Assign a named person at the function level to own the translation between use-case efficiency and firm-level P&L movement. This person is not responsible for the technology itself, but for connecting the efficiency gain to a line on the income statement and explaining quarterly why the connection held or did not.
Apply the Authorship Test to every productivity claim that reaches leadership: if the person presenting the productivity number cannot defend it line by line against the question “what did rework consume?”, the number is not yet authored but forwarded.
The KPI
Rework hours per function per quarter, measured against the pre-investment baseline. This is the number that tells leadership whether measurement discipline is closing the gap or papering over it.

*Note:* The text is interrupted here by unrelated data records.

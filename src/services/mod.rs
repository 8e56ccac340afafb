// Services module - pure domain helpers shared by the handlers

pub mod card_number;
pub mod login;
pub mod password;
pub mod search;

Secondary signal: percentage of use-case efficiency gains that appear as corresponding movement in firm-level P&L within two quarters. Named function owners report this number. A consistent gap between use-case results and P&L movement is a measurement architecture problem, not a technology problem, and it requires a governance response, not a technology upgrade.

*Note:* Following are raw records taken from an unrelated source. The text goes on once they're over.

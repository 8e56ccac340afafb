use serde::Deserialize;

#[derive(Debug, Clone, Deserialize)]
pub struct Config {
    pub database_url: String,
    pub host: String,
    pub port: u16,
}

impl Config {
    pub fn from_env() -> Result<Self, config::ConfigError> {
        // Load .env file if it exists (for local development)
        let _ = dotenvy::dotenv();

        let config = config::Config::builder()
            .add_source(config::Environment::default().separator("__"))
            .build()?;

        Ok(Self {
            database_url: config.get("database_url")?,
            host: config
                .get("host")
                .unwrap_or_else(|_| "127.0.0.1".to_string()),
            port: config.get("port").unwrap_or(1601),
        })
    }
}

3. Your Pilots Are Not Failing. They Were Never Built to Succeed.
The Fact
Deloitte’s State of AI in the Enterprise (2026) describes the proof-of-concept trap precisely: a pilot runs on clean data in an isolated environment with a small team and forgiving success criteria. Nobody owns the outcome in a binding way, which is exactly why the pilot can succeed on its own terms and still produce nothing of enterprise value. Production deployment requires infrastructure investment, security reviews, compliance checks, integration with existing systems, monitoring, and ongoing maintenance, each of which demands significantly more resources and coordination than the pilot ever required.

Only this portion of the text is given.